Saved entries

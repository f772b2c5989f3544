//! Entity table built from ontology source documents.
//!
//! Documents are processed in the order given (sorted by file name when a
//! directory is loaded). Each one is parsed, shape-checked, schema-validated,
//! and decoded before any of its entities are merged, so a rejected document
//! never leaves partial state behind. Colliding ids resolve last-writer-wins:
//! the entity from the later document (or the later record within one
//! document) replaces the earlier one.

use crate::error::LoadError;
use crate::ontology::model::{Capability, Entity, EntityId};
use crate::schema::SchemaValidator;
use serde_json::Value;
use std::collections::{BTreeMap, BTreeSet};
use std::fs::{self, File};
use std::io::{BufReader, Read};
use std::path::{Path, PathBuf};

/// Raw ontology source: a display name plus its unparsed contents.
#[derive(Clone, Debug)]
pub struct SourceDocument {
    pub name: String,
    pub body: String,
}

impl SourceDocument {
    pub fn new(name: impl Into<String>, body: impl Into<String>) -> Self {
        Self {
            name: name.into(),
            body: body.into(),
        }
    }

    /// Read a document from disk; the handle is closed before returning.
    pub fn read(path: &Path) -> Result<Self, LoadError> {
        let io_err = |source| LoadError::Io {
            path: path.to_path_buf(),
            source,
        };
        let file = File::open(path).map_err(io_err)?;
        let mut body = String::new();
        BufReader::new(file)
            .read_to_string(&mut body)
            .map_err(io_err)?;
        Ok(Self {
            name: path.display().to_string(),
            body,
        })
    }
}

/// What to do when a single document fails to parse or validate.
#[derive(Clone, Copy, Debug, Default, Eq, PartialEq)]
pub enum LoadPolicy {
    /// Abort the whole load on the first bad document. A half-loaded table
    /// could hide dangling links, so this is the default.
    #[default]
    Strict,
    /// Skip the bad document, log it, and report it in [`EntityLoad::skipped`].
    Lenient,
}

/// Result of a successful load: the table plus any documents skipped under
/// [`LoadPolicy::Lenient`].
#[derive(Debug)]
pub struct EntityLoad {
    pub store: EntityStore,
    pub skipped: Vec<LoadError>,
}

/// In-memory entity table keyed by id.
///
/// Built once per load and never mutated afterwards; reloading means building
/// a new store.
#[derive(Clone, Debug, Default)]
pub struct EntityStore {
    by_id: BTreeMap<EntityId, Entity>,
}

impl EntityStore {
    /// Build a store directly from entities, later ones overwriting earlier.
    pub fn from_entities<I: IntoIterator<Item = Entity>>(entities: I) -> Self {
        let mut by_id = BTreeMap::new();
        for entity in entities {
            by_id.insert(entity.id.clone(), entity);
        }
        Self { by_id }
    }

    /// Load and merge `sources` in order.
    pub fn load(
        sources: &[SourceDocument],
        validator: &SchemaValidator,
        policy: LoadPolicy,
    ) -> Result<EntityLoad, LoadError> {
        let mut by_id = BTreeMap::new();
        let mut skipped = Vec::new();

        for source in sources {
            match decode_document(source, validator) {
                Ok(entities) => {
                    tracing::debug!(
                        document = %source.name,
                        entities = entities.len(),
                        "merged ontology document"
                    );
                    for entity in entities {
                        if let Some(previous) = by_id.insert(entity.id.clone(), entity) {
                            tracing::debug!(
                                id = %previous.id,
                                document = %source.name,
                                "entity redefined; later definition wins"
                            );
                        }
                    }
                }
                Err(err) => match policy {
                    LoadPolicy::Strict => return Err(err),
                    LoadPolicy::Lenient => {
                        tracing::warn!(document = %source.name, "skipping document: {err}");
                        skipped.push(err);
                    }
                },
            }
        }

        Ok(EntityLoad {
            store: Self { by_id },
            skipped,
        })
    }

    /// Load every `*.json` file directly under `dir`, in file-name order.
    pub fn load_dir(
        dir: &Path,
        validator: &SchemaValidator,
        policy: LoadPolicy,
    ) -> Result<EntityLoad, LoadError> {
        let mut sources = Vec::new();
        let mut unreadable = Vec::new();
        for path in ontology_files(dir)? {
            match SourceDocument::read(&path) {
                Ok(doc) => sources.push(doc),
                Err(err) if policy == LoadPolicy::Lenient => {
                    tracing::warn!(document = %path.display(), "skipping document: {err}");
                    unreadable.push(err);
                }
                Err(err) => return Err(err),
            }
        }
        let mut load = Self::load(&sources, validator, policy)?;
        unreadable.append(&mut load.skipped);
        load.skipped = unreadable;
        Ok(load)
    }

    pub fn get(&self, id: &EntityId) -> Option<&Entity> {
        self.by_id.get(id)
    }

    pub fn contains(&self, id: &EntityId) -> bool {
        self.by_id.contains_key(id)
    }

    /// Capability set of `id`; unknown ids yield an empty set.
    pub fn capabilities_of(&self, id: &EntityId) -> BTreeSet<Capability> {
        self.by_id
            .get(id)
            .map(|entity| entity.capabilities.clone())
            .unwrap_or_default()
    }

    /// Iterates entities in id order.
    pub fn iter(&self) -> impl Iterator<Item = &Entity> {
        self.by_id.values()
    }

    pub fn ids(&self) -> impl Iterator<Item = &EntityId> {
        self.by_id.keys()
    }

    pub fn len(&self) -> usize {
        self.by_id.len()
    }

    pub fn is_empty(&self) -> bool {
        self.by_id.is_empty()
    }
}

/// Sorted list of `*.json` files directly under `dir`.
pub fn ontology_files(dir: &Path) -> Result<Vec<PathBuf>, LoadError> {
    let io_err = |source| LoadError::Io {
        path: dir.to_path_buf(),
        source,
    };
    let mut files = Vec::new();
    for entry in fs::read_dir(dir).map_err(io_err)? {
        let path = entry.map_err(io_err)?.path();
        if path.is_file() && path.extension().and_then(|ext| ext.to_str()) == Some("json") {
            files.push(path);
        }
    }
    files.sort();
    Ok(files)
}

fn decode_document(
    source: &SourceDocument,
    validator: &SchemaValidator,
) -> Result<Vec<Entity>, LoadError> {
    let value: Value = serde_json::from_str(&source.body).map_err(|err| {
        LoadError::malformed_document(&source.name, format!("invalid JSON: {err}"))
    })?;
    check_shape(&source.name, &value)?;
    validator.validate(&source.name, &value)?;

    // Shape and schema both passed; decode errors here mean a custom schema
    // admitted something the typed model cannot hold.
    let Value::Object(mut top) = value else {
        return Err(LoadError::malformed_document(
            &source.name,
            "top level must be an object",
        ));
    };
    let records = top.remove("entities").unwrap_or(Value::Array(Vec::new()));
    serde_json::from_value(records)
        .map_err(|err| LoadError::malformed_document(&source.name, format!("entities: {err}")))
}

/// Minimum shape before schema validation: an `entities` array whose records
/// are objects carrying an `id`. Value types are left to the schema so every
/// violation in the document is reported together.
fn check_shape(document: &str, value: &Value) -> Result<(), LoadError> {
    let Some(top) = value.as_object() else {
        return Err(LoadError::malformed_document(
            document,
            "top level must be an object",
        ));
    };
    let Some(entities) = top.get("entities") else {
        return Err(LoadError::malformed_document(
            document,
            "missing 'entities' list",
        ));
    };
    let Some(records) = entities.as_array() else {
        return Err(LoadError::malformed_document(
            document,
            "'entities' must be a list",
        ));
    };
    for (idx, record) in records.iter().enumerate() {
        if !record.is_object() {
            return Err(LoadError::malformed_document(
                document,
                format!("entities[{idx}] is not an object"),
            ));
        }
        if record.get("id").is_none() {
            return Err(LoadError::malformed_document(
                document,
                format!("entities[{idx}] has no 'id'"),
            ));
        }
    }
    Ok(())
}

#[cfg(test)]
mod tests {
    use super::*;
    use serde_json::json;

    fn validator() -> SchemaValidator {
        SchemaValidator::builtin().expect("builtin schema")
    }

    fn doc(name: &str, value: Value) -> SourceDocument {
        SourceDocument::new(name, value.to_string())
    }

    #[test]
    fn later_source_overwrites_colliding_id() {
        let sources = vec![
            doc(
                "a.json",
                json!({"entities": [{"id": "X", "capabilities": ["old"]}, {"id": "Y"}]}),
            ),
            doc(
                "b.json",
                json!({"entities": [{"id": "X", "capabilities": ["new"]}]}),
            ),
        ];
        let load = EntityStore::load(&sources, &validator(), LoadPolicy::Strict).unwrap();
        assert!(load.skipped.is_empty());
        assert_eq!(load.store.len(), 2);
        let caps = load.store.capabilities_of(&EntityId::from("X"));
        assert_eq!(caps, BTreeSet::from([Capability::from("new")]));
    }

    #[test]
    fn later_record_in_same_document_wins() {
        let sources = vec![doc(
            "a.json",
            json!({"entities": [{"id": "X", "label": "first"}, {"id": "X", "label": "second"}]}),
        )];
        let load = EntityStore::load(&sources, &validator(), LoadPolicy::Strict).unwrap();
        let entity = load.store.get(&EntityId::from("X")).unwrap();
        assert_eq!(entity.extra.get("label"), Some(&json!("second")));
    }

    #[test]
    fn strict_aborts_on_unparseable_document() {
        let sources = vec![
            doc("good.json", json!({"entities": [{"id": "A"}]})),
            SourceDocument::new("broken.json", "{ entities: ["),
        ];
        let err = EntityStore::load(&sources, &validator(), LoadPolicy::Strict)
            .expect_err("broken JSON should abort");
        assert!(matches!(
            err,
            LoadError::MalformedDocument { ref document, .. } if document == "broken.json"
        ));
    }

    #[test]
    fn record_without_id_is_malformed() {
        let sources = vec![doc(
            "noid.json",
            json!({"entities": [{"id": "A"}, {"capabilities": []}]}),
        )];
        let err = EntityStore::load(&sources, &validator(), LoadPolicy::Strict).unwrap_err();
        let LoadError::MalformedDocument { detail, .. } = err else {
            panic!("expected MalformedDocument");
        };
        assert!(detail.contains("entities[1]"), "{detail}");
    }

    #[test]
    fn mistyped_id_is_reported_with_other_violations() {
        let sources = vec![doc(
            "d.json",
            json!({"entities": [{"id": 7}, {"id": "has space"}, {"id": "B", "kind": "robot"}]}),
        )];
        let err = EntityStore::load(&sources, &validator(), LoadPolicy::Strict).unwrap_err();
        let LoadError::SchemaViolation { violations, .. } = err else {
            panic!("expected SchemaViolation");
        };
        assert_eq!(violations.len(), 3, "{violations:?}");
        assert!(violations.iter().any(|v| v.starts_with("/entities/0/id")));
        assert!(violations.iter().any(|v| v.starts_with("/entities/1/id")));
        assert!(violations.iter().any(|v| v.starts_with("/entities/2/kind")));
    }

    #[test]
    fn missing_entities_list_is_malformed() {
        let sources = vec![doc("empty.json", json!({"shapes": []}))];
        let err = EntityStore::load(&sources, &validator(), LoadPolicy::Strict).unwrap_err();
        assert!(matches!(err, LoadError::MalformedDocument { .. }));
    }

    #[test]
    fn strict_aborts_on_schema_violation() {
        let sources = vec![doc(
            "kinds.json",
            json!({"entities": [{"id": "A", "kind": "spaceship", "capabilities": [""]}]}),
        )];
        let err = EntityStore::load(&sources, &validator(), LoadPolicy::Strict).unwrap_err();
        let LoadError::SchemaViolation {
            document,
            violations,
        } = err
        else {
            panic!("expected SchemaViolation");
        };
        assert_eq!(document, "kinds.json");
        assert_eq!(violations.len(), 2, "{violations:?}");
    }

    #[test]
    fn lenient_skips_bad_document_and_reports_it() {
        let sources = vec![
            doc("a.json", json!({"entities": [{"id": "A"}]})),
            doc("bad.json", json!({"entities": [{"id": "B", "links": "C"}]})),
            doc("c.json", json!({"entities": [{"id": "C"}]})),
        ];
        let load = EntityStore::load(&sources, &validator(), LoadPolicy::Lenient).unwrap();
        let ids: Vec<&str> = load.store.ids().map(EntityId::as_str).collect();
        assert_eq!(ids, vec!["A", "C"]);
        assert_eq!(load.skipped.len(), 1);
        assert_eq!(load.skipped[0].origin(), Some("bad.json"));
    }

    #[test]
    fn unknown_id_has_no_capabilities() {
        let store = EntityStore::from_entities([Entity::new("A").with_capabilities(["flies"])]);
        assert!(store.capabilities_of(&EntityId::from("Q")).is_empty());
        assert!(store.contains(&EntityId::from("A")));
        assert!(!store.is_empty());
    }

    #[test]
    fn load_dir_reads_json_files_in_name_order() {
        let dir = tempfile::tempdir().unwrap();
        fs::write(
            dir.path().join("20_late.json"),
            json!({"entities": [{"id": "X", "label": "late"}]}).to_string(),
        )
        .unwrap();
        fs::write(
            dir.path().join("10_early.json"),
            json!({"entities": [{"id": "X", "label": "early"}, {"id": "Y"}]}).to_string(),
        )
        .unwrap();
        fs::write(dir.path().join("notes.txt"), "not an ontology").unwrap();

        let load = EntityStore::load_dir(dir.path(), &validator(), LoadPolicy::Strict).unwrap();
        assert_eq!(load.store.len(), 2);
        let x = load.store.get(&EntityId::from("X")).unwrap();
        assert_eq!(x.extra.get("label"), Some(&json!("late")));
    }

    #[test]
    fn load_dir_on_missing_directory_is_io_error() {
        let dir = tempfile::tempdir().unwrap();
        let err = EntityStore::load_dir(&dir.path().join("nope"), &validator(), LoadPolicy::Strict)
            .unwrap_err();
        assert!(matches!(err, LoadError::Io { .. }));
    }
}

Problem description: Please return the lines above exactly, from the first one down to the line with "pub struct SourceDocument", and stop after that line.

Exercise answer:
repository f772b2c5989f3544
//! Entity table built from ontology source documents.
//!
//! Documents are processed in the order given (sorted by file name when a
//! directory is loaded). Each one is parsed, shape-checked, schema-validated,
//! and decoded before any of its entities are merged, so a rejected document
//! never leaves partial state behind. Colliding ids resolve last-writer-wins:
//! the entity from the later document (or the later record within one
//! document) replaces the earlier one.

use crate::error::LoadError;
use crate::ontology::model::{Capability, Entity, EntityId};
use crate::schema::SchemaValidator;
use serde_json::Value;
use std::collections::{BTreeMap, BTreeSet};
use std::fs::{self, File};
use std::io::{BufReader, Read};
use std::path::{Path, PathBuf};

/// Raw ontology source: a display name plus its unparsed contents.
#[derive(Clone, Debug)]
pub struct SourceDocument {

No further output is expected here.